勞拉是誰?
就是我剛才說的「波拉克公主」。她人不錯,志願陪任何女朋友買衣服,志願為你設計。
我想,兩種日子的懸殊就是我食道里這條微痛,創傷如此新鮮。
他說:你好像不餓?
還好。
我記得你最愛吃華夫餅!他說。
優秀的未婚夫總是必須替他們心愛的女人記住她們的最愛和過敏。安德烈是個沒得挑的未婚夫。
我不能和你們一塊兒看芭蕾。
你不是星期一沒課嗎?
理查·福茨跟我約了星期一上午十點談話。
取消它。在他辦公室的留言機上留言,讓他改個時間跟你談話。
是審訊,安德烈。
取消它,管它是什麼。難道正常生活要給非正常事務讓位?
正常生活什麼時候敢不給非正常事務讓位?我說。
他考慮了一瞬,說,嗯,你是對的。這些人很煩,怪不得好萊塢的電影都把他們當反派。我發現他們很樂意當反派。

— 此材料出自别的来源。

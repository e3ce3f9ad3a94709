use axum::http::StatusCode;
use axum::response::{IntoResponse, Response};
use axum::Json;
use serde::Serialize;
use service::errors::ServiceError;
use service::form_service::SubmitError;
use service::forms::FormErrors;
use thiserror::Error;
use tracing::error;

/// JSON error body: `{ "error", "detail"?, "errors"? }`.
#[derive(Debug, Serialize)]
pub struct JsonApiError {
    #[serde(skip)]
    pub status: StatusCode,
    pub error: String,
    #[serde(skip_serializing_if = "Option::is_none")]
    pub detail: Option<String>,
    /// Structured validation errors.
    #[serde(skip_serializing_if = "Option::is_none")]
    pub errors: Option<serde_json::Value>,
}

impl JsonApiError {
    pub fn new(status: StatusCode, error: &str, detail: Option<String>) -> Self {
        Self { status, error: error.to_string(), detail, errors: None }
    }

    pub fn invalid<T: Serialize>(errors: &T) -> Self {
        let mut err = Self::new(StatusCode::BAD_REQUEST, "Validation Error", None);
        err.errors = serde_json::to_value(errors).ok();
        err
    }
}

impl IntoResponse for JsonApiError {
    fn into_response(self) -> Response {
        (self.status, Json(&self)).into_response()
    }
}

impl From<ServiceError> for JsonApiError {
    fn from(e: ServiceError) -> Self {
        match e {
            ServiceError::NotFound(_) => JsonApiError::new(StatusCode::NOT_FOUND, "Not Found", Some(e.to_string())),
            _ => {
                error!(err = %e, "request failed");
                JsonApiError::new(StatusCode::INTERNAL_SERVER_ERROR, "Internal Server Error", Some(e.to_string()))
            }
        }
    }
}

impl From<SubmitError> for JsonApiError {
    fn from(e: SubmitError) -> Self {
        match e {
            SubmitError::Invalid(errors) => JsonApiError::invalid(&errors),
            SubmitError::Service(e) => e.into(),
        }
    }
}

impl From<FormErrors> for JsonApiError {
    fn from(errors: FormErrors) -> Self { JsonApiError::invalid(&errors) }
}

#[derive(Debug, Error)]
pub enum StartupError {
    #[error("invalid configuration: {0}")]
    InvalidConfig(String),
    #[error("runtime check failed: {0}")]
    Runtime(String),
}
use sea_orm::{entity::prelude::*, DatabaseConnection, QueryOrder, Set};
use uuid::Uuid;
use chrono::Utc;
use serde::{Deserialize, Serialize};

use crate::errors;

#[derive(Clone, Debug, PartialEq, DeriveEntityModel, Serialize, Deserialize)]
#[sea_orm(table_name = "image_type")]
pub struct Model {
    #[sea_orm(primary_key, auto_increment = false)]
    pub id: Uuid,
    pub name: String,
    pub created_at: DateTimeWithTimeZone,
}

#[derive(Copy, Clone, Debug, EnumIter)]
pub enum Relation {}

impl RelationTrait for Relation {
    fn def(&self) -> RelationDef { panic!("no relations defined here") }
}

impl ActiveModelBehavior for ActiveModel {}

pub fn validate_name(name: &str) -> Result<(), errors::ModelError> {
    if name.trim().is_empty() { return Err(errors::ModelError::Validation("name required".into())); }
    if name.len() > 64 { return Err(errors::ModelError::Validation("name too long (<=64)".into())); }
    Ok(())
}

pub async fn create(db: &DatabaseConnection, name: &str) -> Result<Model, errors::ModelError> {
    validate_name(name)?;
    let am = ActiveModel {
        id: Set(Uuid::new_v4()),
        name: Set(name.trim().to_string()),
        created_at: Set(Utc::now().into()),
    };
    am.insert(db).await.map_err(|e| errors::ModelError::Db(e.to_string()))
}

/// All image types in insertion order.
pub async fn list_all(db: &DatabaseConnection) -> Result<Vec<Model>, errors::ModelError> {
    Ok(Entity::find().order_by_asc(Column::CreatedAt).order_by_asc(Column::Name).all(db).await?)
}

侍應生過來為我添水,兌熱咖啡。我們的話馬上停住。侍應生意識到插在了我們一句私房話中間,手腳立刻加快,嘴裡低聲說著「對不起」。
我看著侍應生的背影說:別那麼大聲地講fbi的壞話。
他不懂中文。不過你剛才說的fbi,他肯定懂。
你又把fbi重複了一遍。
安德烈和我一塊兒笑出聲來,那傳應生猛地回過頭,一見他回頭,我倆更笑得響亮。我百分之九十的時間傳應別人,好不容易同這墨西哥愣小子調個位置。

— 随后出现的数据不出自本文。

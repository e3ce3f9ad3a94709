//! The main image job request form.

use serde::{Deserialize, Serialize};
use validator::ValidateEmail;

use super::field::{Choice, FieldSpec, FormErrors, FormSchema, UploadedFile, MSG_INVALID_EMAIL, NONE_CHOICE};
use crate::features::{ExpandedFeature, FeatureSet};
use crate::tags::parse_tags;

pub const MSG_TEMPLATE_AND_KICKSTART: &str = "Please choose template or upload a kickstart, not both!";
pub const MSG_TEMPLATE_OR_KICKSTART: &str = "Please choose either a template or upload a kickstart file.";

/// Choices loaded at form construction time.
#[derive(Debug, Clone, Default)]
pub struct ImageJobChoices {
    pub image_types: Vec<String>,
    pub archs: Vec<String>,
    pub templates: Vec<Choice>,
    pub features: FeatureSet,
}

#[derive(Debug, Clone, Default, Deserialize, Serialize)]
#[serde(default)]
pub struct ImageJobInput {
    pub imagetype: Option<String>,
    pub architecture: Option<String>,
    pub ksfile: Option<UploadedFile>,
    pub template: Option<String>,
    pub notify_image: bool,
    pub email: Option<String>,
    pub test_image: bool,
    pub devicegroup: Option<String>,
    pub test_options: Option<String>,
    pub features: Vec<String>,
    pub overlay: Option<String>,
    pub pinned: bool,
    pub tags: Option<String>,
}

#[derive(Debug, Clone, PartialEq, Eq, Serialize)]
pub struct Notification {
    pub notify_image: bool,
    pub emails: Vec<String>,
}

#[derive(Debug, Clone, PartialEq, Eq, Serialize)]
pub struct QaRequest {
    pub test_image: bool,
    pub devicegroup: String,
    pub test_options: Vec<String>,
}

/// Packages from the overlay field: `-name` excludes, `@name` is a group.
#[derive(Debug, Clone, Default, PartialEq, Eq, Serialize)]
pub struct PackageOverlay {
    pub packages: Vec<String>,
    pub excluded: Vec<String>,
    pub groups: Vec<String>,
}

impl PackageOverlay {
    pub fn parse(raw: &str) -> Self {
        let mut out = Self::default();
        for item in raw.split([',', '\n']).map(str::trim).filter(|s| !s.is_empty()) {
            let (bucket, name) = if let Some(name) = item.strip_prefix('-') {
                (&mut out.excluded, name.trim())
            } else if let Some(name) = item.strip_prefix('@') {
                (&mut out.groups, name.trim())
            } else {
                (&mut out.packages, item)
            };
            if !name.is_empty() && !bucket.iter().any(|p| p == name) {
                bucket.push(name.to_string());
            }
        }
        out
    }

    pub fn is_empty(&self) -> bool {
        self.packages.is_empty() && self.excluded.is_empty() && self.groups.is_empty()
    }
}

/// A cleaned job form.
#[derive(Debug, Clone, PartialEq, Eq, Serialize)]
pub struct ImageJob {
    pub imagetype: String,
    pub architecture: String,
    pub template: Option<String>,
    pub ksfile: Option<UploadedFile>,
    #[serde(skip_serializing_if = "Option::is_none")]
    pub notify: Option<Notification>,
    #[serde(skip_serializing_if = "Option::is_none")]
    pub qa: Option<QaRequest>,
    pub features: Vec<ExpandedFeature>,
    pub overlay: PackageOverlay,
    pub pinned: bool,
    pub tags: Vec<String>,
}

struct NotifyFields {
    notify_image: FieldSpec,
    email: FieldSpec,
}

struct TestingFields {
    test_image: FieldSpec,
    devicegroup: FieldSpec,
    test_options: FieldSpec,
}

pub struct ImageJobForm {
    imagetype: FieldSpec,
    architecture: FieldSpec,
    ksfile: FieldSpec,
    template: FieldSpec,
    notify: Option<NotifyFields>,
    testing: Option<TestingFields>,
    features: FieldSpec,
    overlay: FieldSpec,
    pinned: FieldSpec,
    tags: FieldSpec,
    feature_set: FeatureSet,
}

fn same_value_and_label(names: Vec<String>) -> Vec<Choice> {
    names.into_iter().map(|n| Choice::new(n.clone(), n)).collect()
}

impl ImageJobForm {
    pub fn new(choices: ImageJobChoices, notify_enabled: bool, testing_enabled: bool) -> Self {
        let notify = notify_enabled.then(|| NotifyFields {
            notify_image: FieldSpec::boolean("notify_image", "Notify")
                .initial(true)
                .help("Notify image: Send notification when image building process is done. "),
            email: FieldSpec::char("email", "Emails")
                .optional()
                .textarea(2)
                .help("Emails: Comma separated list of emails to send a notification to when the image building is done."),
        });
        let testing = testing_enabled.then(|| TestingFields {
            test_image: FieldSpec::boolean("test_image", "QA image").help("Test image: Send image for QA. "),
            devicegroup: FieldSpec::char("devicegroup", "Device group")
                .optional()
                .initial("")
                .help("Device group: device group to use for test run."),
            test_options: FieldSpec::char("test_options", "Test options")
                .optional()
                .textarea(2)
                .help("Test options: comma separated list of test options you want to send to the testing server."),
        });

        Self {
            imagetype: FieldSpec::choice("imagetype", "Image type")
                .help("Type: format of image you want to produce.")
                .with_choices(same_value_and_label(choices.image_types)),
            architecture: FieldSpec::choice("architecture", "Architecture")
                .help("Target architecture of the image you want to build from your customized kickstart.")
                .with_choices(same_value_and_label(choices.archs)),
            ksfile: FieldSpec::file("ksfile", "Kickstart file")
                .optional()
                .help("Kickstart: customized kickstart file, if the templates don't fit your needs."),
            template: FieldSpec::choice("template", "Template")
                .help(
                    "Template: Choose a base template ontop of which your packages will be added. \
                     Each template is targeted at a certain device and architecture so the \
                     architecture and kickstart fields will be ignored.",
                )
                .with_choices(choices.templates),
            notify,
            testing,
            features: FieldSpec::multiple_choice("features", "Features")
                .optional()
                .help("Features: Commonly used extra features")
                .with_choices(choices.features.list()),
            overlay: FieldSpec::char("overlay", "Packages")
                .optional()
                .textarea(4)
                .help(
                    "Packages: comma separated list of packages you want to include in the image \
                     built from the chosen template. A packagename prefixed with \"-\" is excluded. \
                     Package groups are denoted by \"@\" prefix.",
                ),
            pinned: FieldSpec::boolean("pinned", "Pin image")
                .help("Pin image so it doesn't expire or get deleted by mistake. "),
            tags: FieldSpec::char("tags", "Tags")
                .optional()
                .textarea(2)
                .help("Tags: comma separated list of tags to describe the image built."),
            feature_set: choices.features,
        }
    }

    /// Fields in display order.
    pub fn fields(&self) -> Vec<&FieldSpec> {
        let mut fields = vec![&self.imagetype, &self.architecture, &self.ksfile, &self.template];
        if let Some(n) = &self.notify {
            fields.extend([&n.notify_image, &n.email]);
        }
        if let Some(t) = &self.testing {
            fields.extend([&t.test_image, &t.devicegroup, &t.test_options]);
        }
        fields.extend([&self.features, &self.overlay, &self.pinned, &self.tags]);
        fields
    }

    pub fn schema(&self) -> FormSchema {
        FormSchema { fields: self.fields().into_iter().cloned().collect() }
    }

    pub fn clean(&self, input: &ImageJobInput) -> Result<ImageJob, FormErrors> {
        let mut errors = FormErrors::default();

        let imagetype = self.imagetype.clean_choice(input.imagetype.as_deref(), &mut errors);
        let architecture = self.architecture.clean_choice(input.architecture.as_deref(), &mut errors);
        let ksfile = self.ksfile.clean_file(input.ksfile.as_ref(), &mut errors);
        let template = self
            .template
            .clean_choice(input.template.as_deref(), &mut errors)
            .filter(|t| t != NONE_CHOICE);

        let notify = self.notify.as_ref().map(|n| {
            let raw = n.email.clean_char(input.email.as_deref(), &mut errors);
            let emails = split_emails(&raw);
            if emails.iter().any(|e| !e.validate_email()) {
                errors.add(&n.email.name, MSG_INVALID_EMAIL);
            }
            Notification { notify_image: input.notify_image, emails }
        });

        let qa = self.testing.as_ref().map(|t| QaRequest {
            test_image: input.test_image,
            devicegroup: t.devicegroup.clean_char(input.devicegroup.as_deref(), &mut errors),
            test_options: split_list(&t.test_options.clean_char(input.test_options.as_deref(), &mut errors)),
        });

        let mut features = Vec::new();
        for name in self.features.clean_multiple_choice(&input.features, &mut errors) {
            match self.feature_set.expand(&name) {
                Ok(f) => features.push(f),
                Err(e) => errors.add(&self.features.name, e.to_string()),
            }
        }

        let overlay = PackageOverlay::parse(&self.overlay.clean_char(input.overlay.as_deref(), &mut errors));
        let tags = parse_tags(&self.tags.clean_char(input.tags.as_deref(), &mut errors));

        if !errors.has("ksfile") && !errors.has("template") {
            match (&ksfile, &template) {
                (Some(_), Some(_)) => errors.add_non_field(MSG_TEMPLATE_AND_KICKSTART),
                (None, None) => errors.add_non_field(MSG_TEMPLATE_OR_KICKSTART),
                _ => {}
            }
        }

        if !errors.is_empty() {
            return Err(errors);
        }
        match (imagetype, architecture) {
            (Some(imagetype), Some(architecture)) => Ok(ImageJob {
                imagetype,
                architecture,
                template,
                ksfile,
                notify,
                qa,
                features,
                overlay,
                pinned: input.pinned,
                tags,
            }),
            // both fields are required, so a missing value always left an error
            _ => Err(errors),
        }
    }
}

跟安德烈在一塊兒多好!好得讓我想到那句咒語「好景不長」。
安德烈用叉子的齒刺破了他盤子裡的煎蛋。讓蛋黃流出來。他絕不用蛋黃這類益處不大的東西塞滿他的胃。他甚至把火腿上的脂肪一刀一刀割下來。假如換一個人像他這麼幹,我一定請他把蛋黃留給我。假如把安德烈換成里昂的話。可里昂大概不捨得丟棄一隻煎蛋的一半;
假如理查·福茨問我什麼原因取消約會呢?
很簡單:你和我去看芭蕾。
那不就暴露了?我們倆見了面……
是見了面,不見面怎麼進行正式羅曼史?安德烈一樂。
這時餐廳裡已有了幾位顧客。一個黑姑娘夾著她的孩子走到我們旁邊的一桌,她抱孩子的抱法很輕鬆也很隨便,讓孩子面孔朝外地坐在她稍稍斜伸出去的胯上,她只需一條胳膊提在他腋下。她對我們笑笑,問了早安,然後坐下來。
我說:他們會以為我們攻守同盟。
我們不見面就不能攻守同盟了?他一手持刀一手持叉向兩邊一攤。
黑姑娘這時說:嘿,對不起,我想問問,你們講的是哪國話。她眼睛又大又清亮,白眼球是淺藍色。
中國話。安德烈回答她。
謝謝。她說。
別客氣。我說。
她有些吃驚地向我看過來。她心裡奇怪,既然我會講她的語言,何苦要把餐館其餘的人封鎖在我們的對話之外?但她馬上理解地一笑:我們是熱戀中的男女,無時無刻地絮叨著甜蜜的廢話。
她問我:你從中國來?
我說:是啊。
她臉上有憐惜的神情;她心目中,中國意味著永久性的缺吃缺喝,於是我的苗條不是苗條,是骨瘦如柴,一個地道的災民形象。她說:歡迎你來美國。
我說:謝謝。
她又說:多多享受你的早餐。
我笑一笑:我會的。
我懂她的意思。她是為我好,勸我抓緊時機,吃一頓是一頓。
在我和她這段對話的進行過程中,她一次又一次躬下身,去撿她孩子落在地上的膠皮奶嘴,然後將它在自己前襟上用力擦一擦,再還到孩子手裡。孩子再把它扔到地上,她再去撿。